Which of the lines below hold "InstitutionalHolders"? Please return each one.
START MATERIAL SHOWN
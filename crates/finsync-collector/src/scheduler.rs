//! 배치 스케줄러.
//!
//! admitted 유니버스 전체를 청크 단위로 나눠 fundamental 수집과 OHLC
//! 백필을 동시에 수행합니다. 청크의 모든 작업이 끝나야(barrier) 다음
//! 청크로 넘어가며, 그 사이에 정적 쿨다운을 둡니다. 업스트림 rate
//! limit 대응은 이 쿨다운이 전부입니다.
//!
//! 심볼마다 fundamental / 백필 두 작업은 독립적으로 실패합니다.
//! 한쪽의 실패가 다른 쪽이나 배치 전체를 막지 않습니다.

use std::sync::Arc;
use std::time::Instant;

use tokio::task::JoinSet;

use finsync_core::InstrumentKind;
use finsync_data::provider::MarketDataProvider;
use finsync_data::storage::{InstrumentStore, SeriesStore};

use crate::config::{BatchConfig, HistoryConfig};
use crate::modules::{fundamental_sync, ohlc_backfill};
use crate::normalize::AdmittedListing;
use crate::stats::CollectionStats;

/// 청크 내 개별 작업 결과.
enum TaskOutcome {
    /// fundamental 레코드 저장 (컬럼 수)
    Fundamental(usize),
    /// OHLC 백필 (삽입된 포인트 수)
    Backfill(usize),
}

/// admitted 유니버스 전체를 배치 처리.
pub async fn run_universe(
    store: InstrumentStore,
    series: SeriesStore,
    provider: Arc<dyn MarketDataProvider>,
    kind: InstrumentKind,
    admitted: Vec<AdmittedListing>,
    batch: &BatchConfig,
    history: &HistoryConfig,
) -> CollectionStats {
    let start = Instant::now();
    let mut stats = CollectionStats::new();

    let start_date = history.start_date;
    let end_date = history.end_or_today();
    let chunk_size = batch.chunk_size.max(1);
    let chunk_count = admitted.len().div_ceil(chunk_size);

    tracing::info!(
        universe = %kind,
        symbols = admitted.len(),
        chunk_size = chunk_size,
        cooldown_secs = batch.cooldown_secs,
        "배치 수집 시작"
    );

    for (chunk_idx, chunk) in admitted.chunks(chunk_size).enumerate() {
        let mut tasks: JoinSet<(String, crate::Result<TaskOutcome>)> = JoinSet::new();

        for listing in chunk {
            stats.total += 1;

            let symbol = listing.symbol.clone();
            let fetch_symbol = listing.fetch_symbol.clone();
            let store = store.clone();
            let provider_fund = Arc::clone(&provider);
            tasks.spawn(async move {
                let result = fundamental_sync::sync_symbol_fundamentals(
                    &store,
                    provider_fund.as_ref(),
                    kind,
                    &symbol,
                    &fetch_symbol,
                )
                .await
                .map(TaskOutcome::Fundamental);
                (symbol, result)
            });

            let symbol = listing.symbol.clone();
            let fetch_symbol = listing.fetch_symbol.clone();
            let series = series.clone();
            let provider_back = Arc::clone(&provider);
            tasks.spawn(async move {
                let result = ohlc_backfill::backfill_symbol(
                    &series,
                    provider_back.as_ref(),
                    &symbol,
                    &fetch_symbol,
                    start_date,
                    end_date,
                )
                .await
                .map(TaskOutcome::Backfill);
                (symbol, result)
            });
        }

        while let Some(joined) = tasks.join_next().await {
            match joined {
                Ok((_, Ok(TaskOutcome::Fundamental(columns)))) => {
                    if columns > 0 {
                        stats.success += 1;
                    } else {
                        stats.empty += 1;
                    }
                }
                Ok((_, Ok(TaskOutcome::Backfill(points)))) => {
                    stats.total_points += points;
                }
                Ok((symbol, Err(e))) => {
                    stats.errors += 1;
                    tracing::error!(symbol = %symbol, error = %e, "심볼 처리 실패");
                }
                Err(e) => {
                    stats.errors += 1;
                    tracing::error!(error = %e, "작업 join 실패");
                }
            }
        }

        if chunk_idx + 1 < chunk_count {
            tracing::info!(
                universe = %kind,
                chunk = chunk_idx + 1,
                total_chunks = chunk_count,
                "청크 완료, 쿨다운 대기"
            );
            tokio::time::sleep(batch.cooldown()).await;
        }
    }

    stats.elapsed = start.elapsed();
    stats
}
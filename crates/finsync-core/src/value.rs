//! 동적 컬럼 값 표현.
//!
//! instruments 테이블의 컬럼 집합은 스키마 설계 시점에 고정되지 않고
//! 업스트림 payload 에서 관찰된 키에 따라 늘어납니다. 각 컬럼의 저장
//! 타입은 처음 관찰된 값의 런타임 타입으로 결정되며 이후 변경되지
//! 않습니다.

use serde::{Deserialize, Serialize};

/// SQLite 컬럼 저장 타입.
#[derive(Debug, Clone, Copy, PartialEq, Eq)]
pub enum SqlType {
    Text,
    Integer,
    Real,
}

impl SqlType {
    /// DDL 에 사용하는 타입 이름.
    pub fn as_str(&self) -> &'static str {
        match self {
            Self::Text => "TEXT",
            Self::Integer => "INTEGER",
            Self::Real => "REAL",
        }
    }

    /// 선언된 컬럼 타입 문자열에서 파싱 (PRAGMA table_info 결과).
    ///
    /// 알 수 없는 선언은 TEXT 로 간주합니다.
    pub fn from_declared(decl: &str) -> Self {
        match decl.trim().to_ascii_uppercase().as_str() {
            "INTEGER" | "INT" => Self::Integer,
            "REAL" | "FLOAT" | "DOUBLE" => Self::Real,
            _ => Self::Text,
        }
    }
}

impl std::fmt::Display for SqlType {
    fn fmt(&self, f: &mut std::fmt::Formatter<'_>) -> std::fmt::Result {
        write!(f, "{}", self.as_str())
    }
}

/// 동적 컬럼에 기록되는 태그된 값.
#[derive(Debug, Clone, PartialEq, Serialize, Deserialize)]
pub enum ColumnValue {
    Text(String),
    Integer(i64),
    Real(f64),
}

impl ColumnValue {
    /// 값의 자연 저장 타입.
    pub fn sql_type(&self) -> SqlType {
        match self {
            Self::Text(_) => SqlType::Text,
            Self::Integer(_) => SqlType::Integer,
            Self::Real(_) => SqlType::Real,
        }
    }

    /// JSON 값에서 변환.
    ///
    /// - null → None (호출자가 센티넬로 치환)
    /// - 문자열 → Text, 정수 → Integer, 실수 → Real
    /// - 그 외 (bool, 배열, 객체) → JSON 텍스트
    pub fn from_json(value: &serde_json::Value) -> Option<Self> {
        use serde_json::Value;

        match value {
            Value::Null => None,
            Value::String(s) => Some(Self::Text(s.clone())),
            Value::Number(n) => {
                if let Some(i) = n.as_i64() {
                    Some(Self::Integer(i))
                } else {
                    n.as_f64().map(Self::Real)
                }
            }
            other => Some(Self::Text(other.to_string())),
        }
    }

    /// 텍스트 표현.
    ///
    /// 선언 타입과 불일치하는 값을 기록할 때 폴백으로 사용됩니다.
    pub fn as_text(&self) -> String {
        match self {
            Self::Text(s) => s.clone(),
            Self::Integer(i) => i.to_string(),
            Self::Real(r) => r.to_string(),
        }
    }
}

#[cfg(test)]
mod tests {
    use super::*;
    use serde_json::json;

    #[test]
    fn test_from_json_scalars() {
        assert_eq!(
            ColumnValue::from_json(&json!("n/a")),
            Some(ColumnValue::Text("n/a".to_string()))
        );
        assert_eq!(
            ColumnValue::from_json(&json!(42)),
            Some(ColumnValue::Integer(42))
        );
        assert_eq!(
            ColumnValue::from_json(&json!(0.95)),
            Some(ColumnValue::Real(0.95))
        );
        assert_eq!(ColumnValue::from_json(&json!(null)), None);
    }

    #[test]
    fn test_from_json_compound_becomes_text() {
        let value = ColumnValue::from_json(&json!([1, 2, 3])).unwrap();
        assert_eq!(value, ColumnValue::Text("[1,2,3]".to_string()));
        assert_eq!(value.sql_type(), SqlType::Text);
    }

    #[test]
    fn test_sql_type_mapping() {
        assert_eq!(ColumnValue::Text("x".into()).sql_type(), SqlType::Text);
        assert_eq!(ColumnValue::Integer(1).sql_type(), SqlType::Integer);
        assert_eq!(ColumnValue::Real(1.5).sql_type(), SqlType::Real);
    }

    #[test]
    fn test_sql_type_from_declared() {
        assert_eq!(SqlType::from_declared("TEXT"), SqlType::Text);
        assert_eq!(SqlType::from_declared("integer"), SqlType::Integer);
        assert_eq!(SqlType::from_declared("REAL"), SqlType::Real);
        assert_eq!(SqlType::from_declared(""), SqlType::Text);
    }

    #[test]
    fn test_as_text_fallback() {
        assert_eq!(ColumnValue::Integer(7).as_text(), "7");
        assert_eq!(ColumnValue::Real(0.03).as_text(), "0.03");
        assert_eq!(ColumnValue::Text("abc".into()).as_text(), "abc");
    }
}
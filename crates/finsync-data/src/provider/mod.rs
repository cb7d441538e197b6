//! 데이터 Provider 모듈.
//!
//! ## Financial Modeling Prep
//! - `FmpClient`: FMP REST API 클라이언트 (API 키 필요)
//! - 상장 종목 목록, 프로필/시세 등 fundamental 서브 리소스, 일봉 이력
//!
//! 업스트림 payload 는 엔드포인트마다 모양이 다른 중첩 JSON 이므로
//! 의도적으로 `serde_json::Value` 로 반환합니다. 구조 해석과 컬럼
//! 추출은 수집 모듈의 책임입니다.

pub mod fmp;

use async_trait::async_trait;
use chrono::NaiveDate;
use serde_json::Value;

use finsync_core::{InstrumentKind, RawListing};

use crate::error::Result;

pub use fmp::FmpClient;

/// 심볼별 fundamental 서브 리소스 식별자.
#[derive(Debug, Clone, Copy, PartialEq, Eq, Hash)]
pub enum FundamentalResource {
    /// 기업 프로필
    Profile,
    /// 시세 요약
    Quote,
    /// 배당 이력
    DividendHistory,
    /// 임직원 수 이력
    EmployeeCount,
    /// 액면분할 이력
    SplitHistory,
    /// 동종 기업 목록
    Peers,
    /// 기관 보유 현황 (최근 완료 분기)
    InstitutionalHolders,
    /// 제품별 매출 구성
    RevenueProductSegmentation,
    /// 지역별 매출 구성
    RevenueGeographicSegmentation,
    /// 애널리스트 추정치
    AnalystEstimates,
    /// ETF 기본 정보
    EtfInfo,
    /// ETF 보유 종목
    EtfHoldings,
    /// ETF 국가별 비중
    EtfCountryWeightings,
}

impl FundamentalResource {
    /// 로그 출력용 이름.
    pub fn as_str(&self) -> &'static str {
        match self {
            Self::Profile => "profile",
            Self::Quote => "quote",
            Self::DividendHistory => "dividend_history",
            Self::EmployeeCount => "employee_count",
            Self::SplitHistory => "split_history",
            Self::Peers => "peers",
            Self::InstitutionalHolders => "institutional_holders",
            Self::RevenueProductSegmentation => "revenue_product_segmentation",
            Self::RevenueGeographicSegmentation => "revenue_geographic_segmentation",
            Self::AnalystEstimates => "analyst_estimates",
            Self::EtfInfo => "etf_info",
            Self::EtfHoldings => "etf_holdings",
            Self::EtfCountryWeightings => "etf_country_weightings",
        }
    }
}

/// 시장 데이터 제공자 경계.
///
/// 수집 모듈과 테스트가 실제 HTTP 클라이언트 대신 mock 을 끼울 수
/// 있도록 trait 으로 분리합니다.
#[async_trait]
pub trait MarketDataProvider: Send + Sync {
    /// Provider 이름.
    fn name(&self) -> &str;

    /// 유니버스 상장 종목 목록 조회.
    async fn list_instruments(&self, kind: InstrumentKind) -> Result<Vec<RawListing>>;

    /// 심볼의 fundamental 서브 리소스 조회.
    async fn fetch_fundamental(
        &self,
        resource: FundamentalResource,
        symbol: &str,
    ) -> Result<Value>;

    /// 일봉 OHLC 이력 조회. 제공자는 최신순으로 반환합니다.
    async fn fetch_daily_history(
        &self,
        symbol: &str,
        start: NaiveDate,
        end: NaiveDate,
    ) -> Result<Value>;
}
END MATERIAL SHOWN
→ PROBLEM SOLUTION:
    InstitutionalHolders,
            Self::InstitutionalHolders => "institutional_holders",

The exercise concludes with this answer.